Summed signals can also be applied to a non-inverting input. It turns out non-inverting adder. Fundamentally, such a circuit will work in exactly the same way as an inverting adder, the output of which will be a signal that is directly proportional to the input voltages and inversely proportional to the nominal values \u200b\u200bof the input resistors. However, in practice it is used much less often, because contains a "rake" to be considered.

Since Rule 2 is valid only for an inverting input, on which the “virtual potential of zero” acts, there will be a potential on the non-inverting equal to the algebraic sum of the input voltages. Therefore, the input voltage available at one of the inputs will affect the voltage supplied to the other inputs. There is no “virtual potential” at the non-inverting input! As a result, we have to apply additional circuitry tricks.

So far, we have considered schemes for OS with environmental protection. And what will happen if feedback is removed altogether? In this case, we get comparator   (Fig. 14), i.e., a device comparing the two potentials at their inputs by absolute value (from the English word compare - compare). At its output there will be a voltage approaching one of the supply voltages, depending on which of the signals is larger than the other. Typically, the input signal is applied to one of the inputs, and to the other a constant voltage, with which it is compared (the so-called "reference voltage").

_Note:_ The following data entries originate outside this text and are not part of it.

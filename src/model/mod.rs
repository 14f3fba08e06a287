pub mod attention;
pub mod config;
pub mod embedding;
pub mod layers;
pub mod transformer;

// Re-exports for convenience
pub use attention::Attention;
pub use config::{ActivationKind, AttentionType, LatentGeometry, NormType, Transformer2DConfig};
pub use embedding::ImagePositionalEmbeddings;
pub use layers::{AdaLayerNorm, BasicTransformerBlock, BlockOptions, FeedForward};
pub use transformer::{
    DiscreteLatentInput, LatentInput, OutputHead, Transformer2D, VectorizedTransformer2D,
    load_model, load_model_from_bytes,
};
//! Multi-head attention over latent pixels, optionally attending to a context.

use candle_core::{D, DType, Result, Tensor};
use candle_nn::{Dropout, Linear, Module, VarBuilder};

/// Multi-head scaled dot-product attention.
///
/// Used both as self-attention and as cross-attention over encoder hidden
/// states. No mask is applied: every latent pixel sees the whole grid.
pub struct Attention {
    /// Query projection (query_dim -> heads * head_dim)
    to_q: Linear,
    /// Key projection (context_dim -> heads * head_dim)
    to_k: Linear,
    /// Value projection (context_dim -> heads * head_dim)
    to_v: Linear,
    /// Output projection (heads * head_dim -> query_dim)
    to_out: Linear,
    dropout: Dropout,
    n_head: usize,
    head_dim: usize,
    /// Compute scores and softmax in f32 regardless of model dtype
    upcast_attention: bool,
}

impl Attention {
    /// Create a new attention layer.
    ///
    /// # Arguments
    /// * `query_dim` - Width of the hidden states
    /// * `cross_attention_dim` - Width of the context; `None` for self-attention
    /// * `n_head`, `head_dim` - Head layout
    /// * `bias` - Whether the q/k/v projections carry a bias
    /// * `dropout` - Dropout probability after the output projection
    /// * `upcast_attention` - Compute attention scores in f32
    /// * `vb` - Variable builder for loading weights
    ///
    /// # Errors
    /// Returns an error if weight loading fails.
    #[allow(clippy::needless_pass_by_value, clippy::too_many_arguments)]
    pub fn new(
        query_dim: usize,
        cross_attention_dim: Option<usize>,
        n_head: usize,
        head_dim: usize,
        bias: bool,
        dropout: f32,
        upcast_attention: bool,
        vb: VarBuilder,
    ) -> Result<Self> {
        let inner_dim = n_head * head_dim;
        let context_dim = cross_attention_dim.unwrap_or(query_dim);

        let to_q = candle_nn::linear_b(query_dim, inner_dim, bias, vb.pp("to_q"))?;
        let to_k = candle_nn::linear_b(context_dim, inner_dim, bias, vb.pp("to_k"))?;
        let to_v = candle_nn::linear_b(context_dim, inner_dim, bias, vb.pp("to_v"))?;
        // diffusers stores the output projection as to_out.0 (to_out.1 is dropout)
        let to_out = candle_nn::linear(inner_dim, query_dim, vb.pp("to_out").pp("0"))?;

        Ok(Self {
            to_q,
            to_k,
            to_v,
            to_out,
            dropout: Dropout::new(dropout),
            n_head,
            head_dim,
            upcast_attention,
        })
    }

    /// Split (B, T, heads * head_dim) into (B, heads, T, head_dim).
    fn split_heads(&self, x: &Tensor) -> Result<Tensor> {
        let (b, t, _) = x.dims3()?;
        x.reshape((b, t, self.n_head, self.head_dim))?
            .transpose(1, 2)?
            .contiguous()
    }

    /// Forward pass.
    ///
    /// # Arguments
    /// * `x` - Hidden states of shape (batch, seq_len, query_dim)
    /// * `context` - Encoder hidden states (batch, ctx_len, cross_attention_dim);
    ///   `None` attends to `x` itself
    ///
    /// # Returns
    /// Output tensor of shape (batch, seq_len, query_dim)
    ///
    /// # Errors
    /// Returns an error if tensor operations fail.
    pub fn forward(&self, x: &Tensor, context: Option<&Tensor>) -> Result<Tensor> {
        let (b, t, _) = x.dims3()?;
        let context = context.unwrap_or(x);

        let q = self.split_heads(&self.to_q.forward(x)?)?;
        let k = self.split_heads(&self.to_k.forward(context)?)?;
        let v = self.split_heads(&self.to_v.forward(context)?)?;

        let in_dtype = q.dtype();
        let (q, k) = if self.upcast_attention {
            (q.to_dtype(DType::F32)?, k.to_dtype(DType::F32)?)
        } else {
            (q, k)
        };

        // softmax(QK^T / sqrt(d_k)) * V
        #[allow(clippy::cast_precision_loss)]
        let scale = 1.0 / (self.head_dim as f64).sqrt();
        let k_t = k.transpose(D::Minus2, D::Minus1)?.contiguous()?;
        let att = (q.matmul(&k_t)? * scale)?;
        let att = candle_nn::ops::softmax_last_dim(&att)?.to_dtype(in_dtype)?;

        // (B, heads, T, S) @ (B, heads, S, head_dim) -> (B, T, heads * head_dim)
        let y = att.matmul(&v)?;
        let y = y
            .transpose(1, 2)?
            .contiguous()?
            .reshape((b, t, self.n_head * self.head_dim))?;

        let y = self.to_out.forward(&y)?;
        self.dropout.forward(&y, false)
    }
}

#[cfg(test)]
mod tests {
    use super::*;
    use candle_core::Device;
    use candle_nn::VarMap;

    #[test]
    fn test_self_attention_shape() {
        let device = Device::Cpu;
        let varmap = VarMap::new();
        let vb = VarBuilder::from_varmap(&varmap, DType::F32, &device);
        let attn = Attention::new(16, None, 2, 8, false, 0.0, false, vb).unwrap();

        let x = Tensor::randn(0f32, 1.0, (2, 9, 16), &device).unwrap();
        let y = attn.forward(&x, None).unwrap();
        assert_eq!(y.dims(), &[2, 9, 16]);
    }

    #[test]
    fn test_cross_attention_uses_context_width() {
        let device = Device::Cpu;
        let varmap = VarMap::new();
        let vb = VarBuilder::from_varmap(&varmap, DType::F32, &device);
        let attn = Attention::new(16, Some(12), 4, 4, true, 0.0, true, vb).unwrap();

        let x = Tensor::randn(0f32, 1.0, (1, 9, 16), &device).unwrap();
        let ctx = Tensor::randn(0f32, 1.0, (1, 5, 12), &device).unwrap();
        let y = attn.forward(&x, Some(&ctx)).unwrap();
        assert_eq!(y.dims(), &[1, 9, 16]);

        let data = varmap.data().lock().unwrap();
        assert_eq!(data["to_k.weight"].dims(), &[16, 12]);
        assert!(data.contains_key("to_q.bias"));
        assert!(data.contains_key("to_out.0.bias"));
    }
}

It can be any, including equal to zero potential (Fig. 14, B).

   Fig. 14 Scheme of switching on the op amp as a comparator

However, not everything is so good “in the Danish kingdom” ... And what happens if the voltage between the inputs is zero? In theory, the output should also be zero, but in reality - never. If the potential at one of the inputs outweighs at least a little the potential of the other, then this will be enough to cause chaotic voltage surges due to random disturbances pointing at the inputs of the comparator.

In reality, any signal is “noisy”, because ideal cannot be by definition. And in the region close to the point of equal potentials of the inputs, a pack of output signals will appear at the output of the comparator instead of one clear switch. To combat this phenomenon, a comparator circuit is often introduced hysteresis   by creating a weak positive PIC from the output to a non-inverting input (Fig. 15).

   Fig. 15 Principle of hysteresis in the comparator due to PIC

Let us analyze the operation of this circuit. The voltage of its power is ± 10 V (for an even account). Resistance Rin is 1 kOhm, and Rpos is 10 kOhm. The potential of the midpoint is selected as the reference voltage supplied to the inverting input. The red curve shows the input signal coming to the left pin Rin (input schemes   comparator), blue - the potential at the non-inverting input of the op-amp, and green - the output signal.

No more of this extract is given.